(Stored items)
====

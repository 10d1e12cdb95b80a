//! Time and randomness, supplied by the caller.
//!
//! Protocol steps never read the system clock or OS entropy directly. A
//! device passes [`SystemEnv`]; simulations pass a seeded environment so
//! that a run can be replayed exactly.

use std::time::SystemTime;

use rand::{CryptoRng, RngCore};
use sealink_encoding::Uid;

/// Source of time and randomness for protocol steps.
///
/// Outside of tests `random_bytes` must draw from a cryptographically secure
/// generator: ephemeral keys, nonces and challenge prefixes come from it.
pub trait Environment: Clone + Send + Sync + 'static {
    /// Current wall-clock time, used to timestamp outgoing messages.
    fn now(&self) -> SystemTime;

    /// Fill `buffer` with random bytes. Seeded implementations yield the
    /// same stream for the same seed.
    fn random_bytes(&self, buffer: &mut [u8]);

    /// Random `u64`, big-endian from eight random bytes.
    fn random_u64(&self) -> u64 {
        let mut bytes = [0u8; 8];
        self.random_bytes(&mut bytes);
        u64::from_be_bytes(bytes)
    }

    /// Generates a fresh identifier (protocol instances, devices).
    fn random_uid(&self) -> Uid {
        Uid::random(&mut EnvRng(self))
    }
}

/// Adapter exposing an [`Environment`] as a `rand` RNG.
///
/// Crypto primitives take an RNG; this routes them to the environment so
/// key generation follows the simulation seed.
pub struct EnvRng<'a, E: Environment>(pub &'a E);

impl<E: Environment> RngCore for EnvRng<'_, E> {
    fn next_u32(&mut self) -> u32 {
        let mut bytes = [0u8; 4];
        self.0.random_bytes(&mut bytes);
        u32::from_be_bytes(bytes)
    }

    fn next_u64(&mut self) -> u64 {
        self.0.random_u64()
    }

    fn fill_bytes(&mut self, dest: &mut [u8]) {
        self.0.random_bytes(dest);
    }

    fn try_fill_bytes(&mut self, dest: &mut [u8]) -> Result<(), rand::Error> {
        self.0.random_bytes(dest);
        Ok(())
    }
}

// Environments are required to supply cryptographically secure bytes.
impl<E: Environment> CryptoRng for EnvRng<'_, E> {}

/// Production environment backed by the OS clock and entropy source.
#[derive(Debug, Clone, Copy, Default)]
pub struct SystemEnv;

impl SystemEnv {
    /// Create a new system environment.
    #[must_use]
    pub fn new() -> Self {
        Self
    }
}

impl Environment for SystemEnv {
    #[allow(clippy::disallowed_methods)]
    fn now(&self) -> SystemTime {
        SystemTime::now()
    }

    fn random_bytes(&self, buffer: &mut [u8]) {
        // INVARIANT: OS entropy is available on supported platforms. If
        // getrandom fails the system is misconfigured and continuing would
        // produce predictable keys.
        #[allow(clippy::expect_used)]
        getrandom::fill(buffer).expect("OS entropy source unavailable");
    }
}

#[cfg(test)]
pub(crate) mod test_utils {
    //! Seeded environment for unit tests.

    use std::{
        sync::{Arc, Mutex},
        time::{Duration, SystemTime, UNIX_EPOCH},
    };

    use rand::{RngCore, SeedableRng};
    use rand_chacha::ChaCha20Rng;

    use super::Environment;

    /// Deterministic environment with a fixed clock.
    #[derive(Clone)]
    pub(crate) struct MockEnv {
        rng: Arc<Mutex<ChaCha20Rng>>,
        now: SystemTime,
    }

    impl MockEnv {
        pub(crate) fn with_seed(seed: u64) -> Self {
            Self {
                rng: Arc::new(Mutex::new(ChaCha20Rng::seed_from_u64(seed))),
                now: UNIX_EPOCH + Duration::from_secs(1_700_000_000),
            }
        }
    }

    impl Environment for MockEnv {
        fn now(&self) -> SystemTime {
            self.now
        }

        fn random_bytes(&self, buffer: &mut [u8]) {
            self.rng.lock().expect("rng mutex poisoned").fill_bytes(buffer);
        }
    }
}
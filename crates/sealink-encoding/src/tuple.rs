//! Fixed-arity list decoding.
//!
//! Protocol messages and states store their fields positionally in a list.
//! Decoding such a list into a tuple requires exactly as many elements as the
//! tuple has fields; field order is part of the wire contract.

use crate::{
    Decode, Encode, EncodedValue,
    errors::{DecodeError, Result},
};

/// Tuples decodable from a list of exactly [`Self::ARITY`] elements.
pub trait DecodeTuple: Sized {
    /// Number of elements required.
    const ARITY: usize;

    /// Decode from already-split list elements.
    ///
    /// # Errors
    ///
    /// `DecodeError::ArityMismatch` when `items.len() != ARITY`, otherwise
    /// the first element decode failure.
    fn decode_tuple(items: &[EncodedValue]) -> Result<Self>;
}

macro_rules! impl_tuple {
    ($arity:literal; $($ty:ident $var:ident $idx:tt),+) => {
        impl<$($ty: Encode),+> Encode for ($($ty,)+) {
            fn encode(&self) -> EncodedValue {
                EncodedValue::list([$(self.$idx.encode()),+])
            }
        }

        impl<$($ty: Decode),+> DecodeTuple for ($($ty,)+) {
            const ARITY: usize = $arity;

            fn decode_tuple(items: &[EncodedValue]) -> Result<Self> {
                let [$($var),+] = items else {
                    return Err(DecodeError::ArityMismatch {
                        expected: Self::ARITY,
                        actual: items.len(),
                    });
                };
                Ok(($($ty::decode($var)?,)+))
            }
        }

        impl<$($ty: Decode),+> Decode for ($($ty,)+) {
            fn decode(value: &EncodedValue) -> Result<Self> {
                Self::decode_tuple(&value.as_list()?)
            }
        }
    };
}

impl_tuple!(1; A a 0);
impl_tuple!(2; A a 0, B b 1);
impl_tuple!(3; A a 0, B b 1, C c 2);
impl_tuple!(4; A a 0, B b 1, C c 2, D d 3);
impl_tuple!(5; A a 0, B b 1, C c 2, D d 3, E e 4);
impl_tuple!(6; A a 0, B b 1, C c 2, D d 3, E e 4, F f 5);
impl_tuple!(7; A a 0, B b 1, C c 2, D d 3, E e 4, F f 5, G g 6);
impl_tuple!(8; A a 0, B b 1, C c 2, D d 3, E e 4, F f 5, G g 6, H h 7);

====

> Exercise prompt:
In the records above, find each line with the string "SystemTime" and list it.

> Answer to the problem:
use std::time::SystemTime;
    fn now(&self) -> SystemTime;
    fn now(&self) -> SystemTime {
        SystemTime::now()
        time::{Duration, SystemTime, UNIX_EPOCH},
        now: SystemTime,
        fn now(&self) -> SystemTime {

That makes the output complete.